[Start of section]
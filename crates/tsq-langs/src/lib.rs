#![cfg_attr(coverage_nightly, feature(coverage_attribute))]

//! Built-in tree-sitter grammars.
//!
//! Grammars are linked in at build time, one cargo feature per language.
//! [`GrammarCache`] hands out one shared [`Grammar`] per [`LanguageId`].

use std::fmt;

pub use arborium_tree_sitter as tree_sitter;

use tree_sitter::{Language, Parser, Query, QueryError, QueryErrorKind, Tree};

pub mod builtin;
mod cache;


pub use builtin::{LanguageId, built_in};
pub use cache::GrammarCache;

#[derive(Debug, thiserror::Error)]
pub enum LangError {
    #[error("unsupported language `{0}`")]
    Unsupported(String),
    #[error("grammar for `{0}` is not built in")]
    NotBuiltIn(LanguageId),
    #[error(transparent)]
    Grammar(#[from] GrammarError),
}

#[derive(Debug, thiserror::Error)]
pub enum GrammarError {
    #[error("incompatible grammar: {0}")]
    Language(#[from] tree_sitter::LanguageError),
    #[error("parser produced no tree")]
    ParseFailed,
}

/// Query compilation failure, positioned in the query source.
///
/// `offset` is a byte offset into the compiled text, absent when the failure
/// is not tied to a location (grammar ABI mismatch).
#[derive(Debug, Clone, PartialEq, Eq)]
pub struct QueryCompileError {
    pub offset: Option<usize>,
    pub message: String,
}

impl fmt::Display for QueryCompileError {
    fn fmt(&self, f: &mut fmt::Formatter<'_>) -> fmt::Result {
        f.write_str(&self.message)
    }
}

impl std::error::Error for QueryCompileError {}

impl From<QueryError> for QueryCompileError {
    fn from(err: QueryError) -> Self {
        let offset = Some(err.offset);
        // tree-sitter quotes the offending name
        let name = err.message.trim_matches('"');
        let (offset, message) = match err.kind {
            QueryErrorKind::Syntax => (offset, "Invalid syntax".to_owned()),
            QueryErrorKind::NodeType => (offset, format!("Invalid node type `{name}`")),
            QueryErrorKind::Field => (offset, format!("Invalid field name `{name}`")),
            QueryErrorKind::Capture => (offset, format!("Invalid capture name `{name}`")),
            QueryErrorKind::Predicate => (offset, format!("Invalid predicate: {}", err.message)),
            QueryErrorKind::Structure => (offset, "Impossible pattern".to_owned()),
            QueryErrorKind::Language => (None, err.message),
            #[allow(unreachable_patterns)]
            _ => (offset, err.message),
        };
        Self { offset, message }
    }
}

/// Loaded grammar: parse documents and compile queries for one language.
#[derive(Debug)]
pub struct Grammar {
    id: LanguageId,
    language: Language,
}

impl Grammar {
    pub fn load(id: LanguageId) -> Result<Self, LangError> {
        let language = id.ts_language().ok_or(LangError::NotBuiltIn(id))?;
        Ok(Self { id, language })
    }

    pub fn id(&self) -> LanguageId {
        self.id
    }

    pub fn name(&self) -> &'static str {
        self.id.name()
    }

    pub fn language(&self) -> &Language {
        &self.language
    }

    pub fn parse(&self, text: &str) -> Result<Tree, GrammarError> {
        let mut parser = Parser::new();
        parser.set_language(&self.language)?;
        parser.parse(text, None).ok_or(GrammarError::ParseFailed)
    }

    pub fn compile_query(&self, source: &str) -> Result<Query, QueryCompileError> {
        Query::new(&self.language, source).map_err(QueryCompileError::from)
    }
}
[End of section]
→ **TRY IT**
Verbatim reproduction of the entries is required.

→ **RESPONSE BELOW**
filename crates/tsq-langs/src/lib.rs
#![cfg_attr(coverage_nightly, feature(coverage_attribute))]

//! Built-in tree-sitter grammars.
//!
//! Grammars are linked in at build time, one cargo feature per language.
//! [`GrammarCache`] hands out one shared [`Grammar`] per [`LanguageId`].

use std::fmt;

pub use arborium_tree_sitter as tree_sitter;

use tree_sitter::{Language, Parser, Query, QueryError, QueryErrorKind, Tree};

pub mod builtin;
mod cache;


pub use builtin::{LanguageId, built_in};
pub use cache::GrammarCache;

#[derive(Debug, thiserror::Error)]
pub enum LangError {
    #[error("unsupported language `{0}`")]
    Unsupported(String),
    #[error("grammar for `{0}` is not built in")]
    NotBuiltIn(LanguageId),
    #[error(transparent)]
    Grammar(#[from] GrammarError),
}

#[derive(Debug, thiserror::Error)]
pub enum GrammarError {
    #[error("incompatible grammar: {0}")]
    Language(#[from] tree_sitter::LanguageError),
    #[error("parser produced no tree")]
    ParseFailed,
}

/// Query compilation failure, positioned in the query source.
///
/// `offset` is a byte offset into the compiled text, absent when the failure
/// is not tied to a location (grammar ABI mismatch).
#[derive(Debug, Clone, PartialEq, Eq)]
pub struct QueryCompileError {
    pub offset: Option<usize>,
    pub message: String,
}

impl fmt::Display for QueryCompileError {
    fn fmt(&self, f: &mut fmt::Formatter<'_>) -> fmt::Result {
        f.write_str(&self.message)
    }
}

impl std::error::Error for QueryCompileError {}

impl From<QueryError> for QueryCompileError {
    fn from(err: QueryError) -> Self {
        let offset = Some(err.offset);
        // tree-sitter quotes the offending name
        let name = err.message.trim_matches('"');
        let (offset, message) = match err.kind {
            QueryErrorKind::Syntax => (offset, "Invalid syntax".to_owned()),
            QueryErrorKind::NodeType => (offset, format!("Invalid node type `{name}`")),
            QueryErrorKind::Field => (offset, format!("Invalid field name `{name}`")),
            QueryErrorKind::Capture => (offset, format!("Invalid capture name `{name}`")),
            QueryErrorKind::Predicate => (offset, format!("Invalid predicate: {}", err.message)),
            QueryErrorKind::Structure => (offset, "Impossible pattern".to_owned()),
            QueryErrorKind::Language => (None, err.message),
            #[allow(unreachable_patterns)]
            _ => (offset, err.message),
        };
        Self { offset, message }
    }
}

/// Loaded grammar: parse documents and compile queries for one language.
#[derive(Debug)]
pub struct Grammar {
    id: LanguageId,
    language: Language,
}

impl Grammar {
    pub fn load(id: LanguageId) -> Result<Self, LangError> {
        let language = id.ts_language().ok_or(LangError::NotBuiltIn(id))?;
        Ok(Self { id, language })
    }

    pub fn id(&self) -> LanguageId {
        self.id
    }

    pub fn name(&self) -> &'static str {
        self.id.name()
    }

    pub fn language(&self) -> &Language {
        &self.language
    }

    pub fn parse(&self, text: &str) -> Result<Tree, GrammarError> {
        let mut parser = Parser::new();
        parser.set_language(&self.language)?;
        parser.parse(text, None).ok_or(GrammarError::ParseFailed)
    }

    pub fn compile_query(&self, source: &str) -> Result<Query, QueryCompileError> {
        Query::new(&self.language, source).map_err(QueryCompileError::from)
    }
}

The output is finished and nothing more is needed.